Des critères de répartition discutables
Le président de l'ADF juge que ce Fonds de mobilisation a été crée dans un esprit de "prime au mérite" dans la mesure où la répartition entre départements se fera sur la base non pas de leurs difficultés particulières, mais bien plutôt de leurs "efforts" mesurés par des indicateurs tels que la proportion d'allocataires bénéficiant d'un programme d'accompagnement ou ayant repris une activité professionnelle. Certains craignent même qu'un simple excès de zèle en termes de radiation des Rmistes soit récompensé. Ils soulignent aussi que la réussite d'une politique d'insertion dépend avant tout de la situation économique du département? sur laquelle le conseil général n'a que peu de prise.
Une petite marge de manœuvre semble toutefois ouverte, dans la mesure où les décrets d'application relatifs au Fonds de mobilisation ne sont pas encore parus. Dominique de Villepin a précisément confié aux ministres Jean-François Copé et Jean-Louis Borloo le soin d'engager des discussions avec l'ADF pour affiner les critères de répartition des crédits de ce fonds. Il s'est dit conscient de la nécessité d'y introduire une bonne dose de péréquation.

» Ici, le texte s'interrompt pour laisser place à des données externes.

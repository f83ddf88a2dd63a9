use std::path::PathBuf;

use clap::{Args, Parser, Subcommand, ValueEnum};
use clap_complete::Shell;
use serde::{Deserialize, Serialize};

use crate::config::HOME_ENV;
use crate::state::Language;

#[derive(Parser)]
#[command(name = "stretch-coach")]
#[command(about = "An offline Suzuki stretching coach for the terminal")]
#[command(long_about = "stretch-coach - An offline Suzuki stretching coach

Guides you through the daily Suzuki stretching routine: every exercise is
held in two timed phases, asymmetrical stretches are done on both sides,
and completed sessions are kept in a local history.

QUICK START:
  stretch-coach session         Start today's stretch
  stretch-coach plan            Show the planned segments
  stretch-coach progress        Monthly calendar and averages
  stretch-coach settings show   Current preferences

OUTPUT FORMATS:
  --output pretty    Human-readable colored output (default)
  --output json      Machine-readable JSON for scripting

For more information on a specific command, run:
  stretch-coach <command> --help")]
#[command(version, propagate_version = true)]
pub struct Cli {
    /// Output format for command results
    ///
    /// Defaults to `general.default_output` from config.yaml, or 'pretty'.
    #[arg(short, long, value_enum, global = true)]
    pub output: Option<OutputFormat>,

    /// Display language for this run (does not change the saved preference)
    #[arg(long, value_enum, global = true)]
    pub lang: Option<LangArg>,

    /// Directory holding config.yaml, the state database, and exports
    #[arg(long, global = true, env = HOME_ENV)]
    pub data_dir: Option<PathBuf>,

    /// Load exercises from this JSON file instead of the bundled list
    #[arg(long, global = true)]
    pub exercises: Option<PathBuf>,

    #[command(subcommand)]
    pub command: Commands,
}

/// Output format for command results.
#[derive(ValueEnum, Clone, Copy, Debug, Default, PartialEq, Eq, Serialize, Deserialize)]
#[serde(rename_all = "lowercase")]
pub enum OutputFormat {
    /// Human-readable colored output.
    #[default]
    Pretty,
    /// Machine-readable JSON output.
    Json,
}

/// Language choice on the command line.
#[derive(ValueEnum, Clone, Copy, Debug, PartialEq, Eq)]
pub enum LangArg {
    /// Czech.
    Cs,
    /// English.
    En,
}

impl From<LangArg> for Language {
    fn from(arg: LangArg) -> Self {
        match arg {
            LangArg::Cs => Self::Cs,
            LangArg::En => Self::En,
        }
    }
}

#[derive(Subcommand)]
pub enum Commands {
    /// Show the home screen summary
    ///
    /// Prints the title, which of the last seven days had a session, and
    /// today's reminder.
    Home,

    /// Run today's stretching session
    ///
    /// Opens the interactive session screen. Space starts and pauses,
    /// n moves on, b goes back, r resets, o backs off.
    ///
    /// # Examples
    ///
    ///   stretch-coach session
    ///   stretch-coach s
    #[command(alias = "s")]
    Session,

    /// Open the interactive app on the home screen
    Tui,

    /// Print the planned segments for the current settings
    ///
    /// Lists every transition, hold phase, and side switch with its length,
    /// followed by the total session time.
    Plan,

    /// List the exercises
    ///
    /// Shows each exercise with its name, whether it is done per side,
    /// and its coaching cues.
    #[command(alias = "e")]
    Exercises,

    /// View or change preferences
    Settings(SettingsArgs),

    /// Show the monthly calendar and averages
    Progress,

    /// Write the session and back-off history as JSON
    ///
    /// # Examples
    ///
    ///   stretch-coach export
    ///   stretch-coach export --out logs.json
    Export {
        /// Output file (default: exports/suzuki-stretch-logs-<date>.json)
        #[arg(long)]
        out: Option<PathBuf>,
    },

    /// Show the ten stretching rules in both languages
    Rules,

    /// Generate shell completions
    ///
    /// # Examples
    ///
    ///   stretch-coach completions zsh > _stretch-coach
    Completions {
        /// Target shell
        #[arg(value_enum)]
        shell: Shell,
    },
}

/// Arguments for settings.
#[derive(Args)]
pub struct SettingsArgs {
    #[command(subcommand)]
    pub command: SettingsCommands,
}

/// Settings subcommands.
#[derive(Subcommand)]
pub enum SettingsCommands {
    /// Show current preferences
    Show,

    /// Change one preference
    ///
    /// # Examples
    ///
    ///   stretch-coach settings set goal bridge
    ///   stretch-coach settings set minutes 20
    ///   stretch-coach settings set reminder 07:30
    ///   stretch-coach settings set reminder off
    ///   stretch-coach settings set start-side right
    Set {
        /// Preference to change
        #[arg(value_enum)]
        key: SettingKey,

        /// New value
        value: String,
    },

    /// Delete all preferences and history (the language is kept)
    Reset {
        /// Skip confirmation
        #[arg(long, short = 'f')]
        force: bool,
    },
}

/// Preference names accepted by `settings set`.
#[derive(ValueEnum, Clone, Copy, Debug, PartialEq, Eq)]
pub enum SettingKey {
    /// obecna|most|provaz (or mobility|bridge|split)
    Goal,
    /// 10, 15, 20, or 25
    Minutes,
    /// cs or en
    Lang,
    /// on or off
    Sound,
    /// on or off
    Partner,
    /// HH:MM, or off
    Reminder,
    /// left or right
    StartSide,
}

Enfin, Claudy Lebreton souligne que le mécanisme retenu va continuer de mettre à mal la trésorerie des départements : l'engagement du gouvernement relatif à l'année 2005 n'interviendra qu'en loi de finances rectificative pour 2006, avec versement en 2007.
Un répit de courte durée
Le président de l'ADF indique par ailleurs que le gouvernement a profité de la réunion pour annoncer une série de seize mesures visant à "assouplir la gestion du RMI", à la fois au niveau de l'entrée dans le dispositif, du suivi des bénéficiaires et de leur sortie.

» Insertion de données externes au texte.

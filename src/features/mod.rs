//! Feature implementations for stretch-coach.
//!
//! - `session`: segment planning, the session clock, and the controller
//! - `progress`: heatmap, monthly calendar, averages, and log export

pub mod progress;
pub mod session;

L'idée, chère au Premier ministre, d'envisager un rapprochement entre minima sociaux a été évoquée sans toutefois faire l'objet d'une programmation. "Dominique de Villepin a semble-t-il compris que les départements n'étaient pas prêts à endosser de nouvelles réformes dans l'immédiat. Que ce soit pour des raisons financières ou organisationnelles, on ne peut plus suivre !", résume-t-on à l'ADF.
Les départements ont maintes fois fait savoir qu'ils réclament une "pause" dans l'accroissement de leurs champs d'intervention au moment où la mise en œuvre, notamment de la prestation de compensation du handicap, leur demande de redoubler d'efforts et focalise leurs craintes. Ces craintes sont d'autant plus fortes qu'ils voient se profiler divers projets relatifs à la réforme des tutelles, à la protection de l'enfance ou bien encore à la prévention de la délinquance. Sur tous ces dossiers en devenir, le Premier ministre leur a concédé un "moratoire" afin de poursuivre certaines négociations et d'affiner le calcul des impacts financiers. Claudy Lebreton semble y voir un répit de courte durée et ne manque pas de mentionner le futur contrat de responsabilité parentale, dont le pilotage confié aux exécutifs départementaux est loin de faire l'unanimité. Prévu par le projet de loi relatif à l'égalité des chances, ce contrat sera bel et bien instauré sans discussion, article 49-3 oblige.